Na perspectiva teórica dos atores, as lideranças políticas envolvidas escolhem o melhor caminho para construir a democracia. No entanto, o caminho escolhido não tem produzido os resultados esperados, especialmente no sentido de produzir um sistema político mais justo e equitativo socialmente. No Brasil, o enfoque predominante tem sido o institucional, ou seja, escolheu-se chegar à democracia, seguindo o calendário eleitoral, parlamentar, o chamado "cálculo da descompressão" (LAMOUNIER, 1987).

Tal opção não significou, entretanto, a negação de fatores estruturais macroeconômicos relativos à sistemática mundial ou mesmo nacional. No entanto, tornou-se fundamental levar em conta a qualidade das lideranças. Nestas circunstâncias, a democracia brasileira tem sido atribuída ou à modernização ou à escolha dos seus representantes políticos. Todavia, da mesma forma que a teoria de modernização, esta segunda vertente acabou falhando não só na sua capacidade de prognosticar o futuro do país, mas, sobretudo, na constatação de que a qualidade dos atores políticos escolhidos, ou seja, a classe política, tem contribuído decisivamente para a instalação de um questionamento permanente, por parte dos cidadãos, sobre a credibilidade e a legitimidade dos procedimentos democráticos e, em alguns casos, sobre a própria essência da democracia. Não por acaso, dados do latinobarometro em 2004 revelaram que mais de 50% dos latino-americanos aceitariam um regime autoritário, desde que resolvesse os problemas dos países. Estas predisposições estão ancoradas numa decepção/frustração dos eleitores com as promessas eleitorais não cumpridas pelos governos eleitos

II.3. As promessas não cumpridas

De maneira geral, a democracia, na perspectiva da modernização ou da escolha dos atores pode ser caracterizada como uma "transição", ou seja, um processo complexo, porém, seqüencial que possibilita ir de um regime autoritário para a democracia.
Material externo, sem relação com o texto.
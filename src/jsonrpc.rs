use serde::{Deserialize, Serialize};
use serde_json::Value;

#[derive(Debug, Clone, Serialize, Deserialize)]
pub struct JsonRpcRequest {
    pub jsonrpc: String,
    pub method: String,
    pub params: Value,
    pub id: u64,
}

impl JsonRpcRequest {
    pub fn new(method: &str, params: Value) -> Self {
        Self {
            jsonrpc: "2.0".to_string(),
            method: method.to_string(),
            params,
            id: 1,
        }
    }
}

#[derive(Debug, Clone, Serialize, Deserialize)]
pub struct JsonRpcResponse<T> {
    pub jsonrpc: String,
    pub result: Option<T>,
    pub error: Option<JsonRpcError>,
    pub id: u64,
}

#[derive(Debug, Clone, Serialize, Deserialize)]
pub struct JsonRpcError {
    pub code: i64,
    pub message: String,
    pub data: Option<Value>,
}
Todavia, a série de suposições deste esquema analítico foi quebrada, segundo Carothers (2002). Primeiro: porque os países que estavam em "transição" praticamente não democratizaram-se; segundo: os estágios presumidos não foram obedecidos como no esquema teórico; terceiro: a regularidade das eleições não levou à responsabilidade política dos governantes; quarto: a democratização não mostrou-se uma tarefa determinantemente dependente de elites políticas, mas também de fatores estruturais; quinto: a construção do Estado tem sido um assunto muito mais complexo do que supunham, inicialmente, os teóricos.

Os fatores limitantes da construção democrática, neste sentido, não podem ser atribuídos apenas às deficiências das elites políticas ao desenharem uma democracia orientada para o social, mas também dependem de aspectos estruturais. Desta maneira, estudos desenvolvidos sobre esta temática, nos últimos anos, têm apontado para uma retomada da teoria da modernização, porém, a partir de ângulo diferente.

II.4. A retomada das análises estruturais

No que diz respeito à dimensão estrutural, Huntington (1994) retomou, a partir de aspectos diferentes, as análises que enfatizavam a dimensão econômica. Para o autor, os processos de democratização que começaram na década de 1970, levando cerca de 30 países "não-democráticos" a "regimes democráticos", vão além de explicações unilineares. Nesta direção, a centralidade de sua análise reside na busca de uma correlação entre riqueza e democratização, mas não ao modelo das "análises ortodoxas", que afirmavam ser os países ricos democráticos e que, portanto, a riqueza produziria inevitável e instantaneamente uma melhor qualidade da democracia.

Embora saliente que os fatores econômicos não sejam determinantes para promover a democratização, segundo Huntington (1994), produzem um impacto significativo. As análises realizadas por ele, desta forma, constatam uma correlação positiva entre riqueza e democratização. Porém, enfatizam que não somente a riqueza, mas a sua permanência, em longo prazo, podem promover um ambiente propício à democratização. Não se pode negar que um desenvolvimento econômico que crie condições para o avanço social possa criar um lastro favorável para a democratização em longo prazo.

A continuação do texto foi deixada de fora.